I would then go to the Mall at Prince George’s for a shopping spree. The mall has a great deal of boutique shops that are very different. I’m really big on thrift shopping, because I like to experience different cultures and how they express themselves fashionably.

I would then have a remote interview with Trevor Noah on “The Daily Show,” and I would talk to him about my escapades. I’m working on a new book at the moment, the documentary and that sort of stuff.

Then I’d have a late lunch at this awesome Middle Eastern inspired space in Takoma Park called Olive Lounge. My favorite thing on the menu is a burger, but with added halloumi, which is a fried cheese, and it is the freaking best thing in the world — the magical touch. I’d also get a side of fries, and they have this amazing rice pudding that I would have for dessert alongside a good hearty IPA.

By that time, one of my best friends will have finished work. Her name is Solia. She’s another singer-songwriter here in D.C. So I’ll catch up with her, another one of my best friends who used to live here, Gillian Thomas, and one of the collective members, Stephanie Mathias.
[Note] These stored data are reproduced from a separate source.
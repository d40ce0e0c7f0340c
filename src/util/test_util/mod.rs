use lazy_static::lazy_static;
use std::panic;
use std::sync::mpsc;
use std::sync::Mutex;
use std::thread;
use std::time::Duration;

pub mod mock_vm;

// https://github.com/rust-lang/rfcs/issues/2798#issuecomment-552949300
pub fn panic_after<T, F>(millis: u64, f: F) -> T
where
    T: Send + 'static,
    F: FnOnce() -> T,
    F: Send + 'static,
{
    let (done_tx, done_rx) = mpsc::channel();
    let handle = thread::spawn(move || {
        let val = f();
        done_tx.send(()).expect("Unable to send completion signal");
        val
    });

    match done_rx.recv_timeout(Duration::from_millis(millis)) {
        Ok(_) => handle.join().expect("Thread panicked"),
        Err(e) => panic!("Thread took too long: {}", e),
    }
}

lazy_static! {
    // A global lock to make tests serial.
    static ref SERIAL_TEST_LOCK: Mutex<()> = Mutex::default();
}

// force some tests to be executed serially
pub fn serial_test<F>(f: F)
where
    F: FnOnce(),
{
    // If one test fails, the lock will become poisoned. We would want to continue for other tests anyway.
    let _guard = SERIAL_TEST_LOCK
        .lock()
        .unwrap_or_else(|poisoned| poisoned.into_inner());
    f();
}

// Always execute a cleanup closure no matter the test panics or not.
pub fn with_cleanup<T, C>(test: T, cleanup: C)
where
    T: FnOnce() + panic::UnwindSafe,
    C: FnOnce(),
{
    let res = panic::catch_unwind(test);
    cleanup();
    if let Err(e) = res {
        panic::resume_unwind(e);
    }
}
use crate::vm::Collection;
use crate::vm::VMBinding;

/// Log the message and terminate through the binding. Used for conditions after which the heap
/// can no longer be trusted.
pub fn fatal_error<VM: VMBinding>(message: &str) -> ! {
    error!("Fatal error: {}", message);
    VM::VMCollection::fatal_error(message)
}
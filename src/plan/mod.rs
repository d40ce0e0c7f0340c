//! The collector proper: the semi-space plan and the per-thread mutator context.

mod mutator;
pub use mutator::Mutator;

pub mod semispace;
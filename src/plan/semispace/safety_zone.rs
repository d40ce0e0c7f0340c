use crate::util::Address;
use std::sync::atomic::{AtomicBool, Ordering};

/// Headroom at the end of to-space that ordinary allocation may not use. When the heap is
/// exhausted it is lent out once, so that the mutator can allocate the error it throws.
///
/// The allocation limit is derived from the to-space end and the zone flag on every read,
/// never stored, so swapping or resizing the spaces cannot leave it stale.
pub struct SafetyZone {
    size: usize,
    in_zone: AtomicBool,
}

impl SafetyZone {
    pub fn new(size: usize) -> Self {
        SafetyZone {
            size,
            in_zone: AtomicBool::new(false),
        }
    }

    pub fn size(&self) -> usize {
        self.size
    }

    /// Is the zone currently lent out?
    pub fn is_in_zone(&self) -> bool {
        self.in_zone.load(Ordering::Acquire)
    }

    /// The allocation limit for a to-space ending at `end`.
    pub fn top(&self, start: Address, end: Address) -> Address {
        if self.is_in_zone() {
            end
        } else {
            // A space smaller than the zone has no usable room at all.
            end.saturating_sub(self.size).max(start)
        }
    }

    /// Lend the zone out. Returns false if it is already lent out.
    pub fn enter(&self) -> bool {
        self.in_zone
            .compare_exchange(false, true, Ordering::AcqRel, Ordering::Acquire)
            .is_ok()
    }

    /// Take the zone back if more than a whole zone is free between `mark` and `end`.
    /// Returns true if the zone was taken back.
    pub fn try_retract(&self, mark: Address, end: Address) -> bool {
        if self.is_in_zone() && end.saturating_extent(mark) > self.size {
            self.in_zone.store(false, Ordering::Release);
            true
        } else {
            false
        }
    }
}
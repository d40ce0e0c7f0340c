//! The collector thread.
//!
//! There is exactly one. It waits for requests from mutators, stops the world, performs the
//! request and replies.

use std::panic::{self, AssertUnwindSafe};

use crossbeam::channel::Receiver;

use super::gc_requester::{CollectorRequest, RequestMessage};
use crate::heap::Heap;
use crate::util::opaque_pointer::VMCollectorThread;
use crate::vm::{Collection, VMBinding};

/// The thread local struct for the collector thread.
pub struct GCController<VM: VMBinding> {
    /// The heap this thread collects.
    heap: &'static Heap<VM>,
    /// The receiving end of the request channel.
    receiver: Receiver<RequestMessage>,
}

impl<VM: VMBinding> GCController<VM> {
    pub(crate) fn new(heap: &'static Heap<VM>, receiver: Receiver<RequestMessage>) -> Box<Self> {
        Box::new(GCController { heap, receiver })
    }

    /// The collector loop. The binding calls this on the thread it spawned in
    /// [`Collection::spawn_gc_thread`]. It returns only when the heap is torn down.
    pub fn run(&mut self, tls: VMCollectorThread) {
        loop {
            debug!("[Collector: Waiting for request...]");
            let Ok((request, reply)) = self.receiver.recv() else {
                debug!("[Collector: Request channel closed]");
                return;
            };
            debug!("[Collector: {:?} received]", request);
            let result = self.do_request(tls, request);
            // The requester may only be gone if it panicked while waiting.
            let _ = reply.send(result);
        }
    }

    /// Stop the world, perform the request, resume the world. A panic during a collection
    /// leaves the heap half evacuated, so it is fatal.
    fn do_request(&self, tls: VMCollectorThread, request: CollectorRequest) -> bool {
        let plan = &self.heap.plan;
        VM::VMCollection::stop_all_mutators(tls);
        let result = panic::catch_unwind(AssertUnwindSafe(|| match request {
            CollectorRequest::Collect => {
                plan.collect(tls);
                true
            }
            CollectorRequest::Shrink(bytes) => {
                plan.collect(tls);
                plan.shrink_after_collection(bytes)
            }
        }));
        let result = match result {
            Ok(result) => result,
            Err(e) => {
                let message = e
                    .downcast_ref::<String>()
                    .map(|s| s.as_str())
                    .or_else(|| e.downcast_ref::<&str>().copied())
                    .unwrap_or("unknown panic");
                crate::util::fatal::fatal_error::<VM>(&format!(
                    "Exception during GC: {}",
                    message
                ))
            }
        };
        VM::VMCollection::resume_mutators(tls);
        result
    }
}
Gillian used to work for the Australian embassy in D.C. I would also bring back Janine Krippner, who used to work for the Smithsonian. She’s a volcanologist and she’s actually been one of my best friends since I was 19 years old. We grew up in neighboring towns in New Zealand. We’re going to go get facials and get our nails done in Georgetown. There’s some great nail salons and beauty salons there.

Then we would go catch a movie: “Judas and the Black Messiah” at Landmark’s E Street Cinema. I like the setup there. I like that you can have a meal there. It’s very indie. I think that movie is incredibly powerful. I’m still exploring the Black experience, which is something that I’m learning about, as a brown-skinned person in the States. I’m still learning about what it is to be Black appearing.

Then we’d go out for a glass of wine at Pearl Street Warehouse down on the Southwest Waterfront. They’re an organization that really supports the music scene here. When Mayor [Muriel E.] Bowser lifted the restrictions a little, they brought me on to perform a show for them. It was surreal, but it’s still nice to still get to see people’s masked faces and you can interact without lag. I’m really thankful for their ongoing support.

Then we’d head to Songbyrd Music House and Record Cafe for dinner. Adams Morgan is another wonderful area, and Songbyrd is another phenomenal venue that has supported local musicians amid this pandemic. I’d probably go for a chicken salad or a lamb salad or something like that because I’m trying not to eat so many carbs at night time. But I would make up for it by having a banana split for dessert because banana splits are life and anybody who tells you different, obviously needs more hugs in their life.

If I could see anybody live, it would be Lady Gaga. It would be an intimate showcase at Pie Shop. I know it’s not a Lady Gaga venue, but this is an intimate showcase for people in the music industry. I would also have the opportunity to do a duet with her on a song that I’ve written. They’re an incredible venue that really supports the local artists, and they have, I think, the best music setup for a small venue in the entire DMV. And that’s because their owners are musicians. It’s intimate and it sounds brilliant. And they have amazing pies. My favorite being the samoa cheesecake. That is based off the Girl Scouts [cookie] and I freaking love it.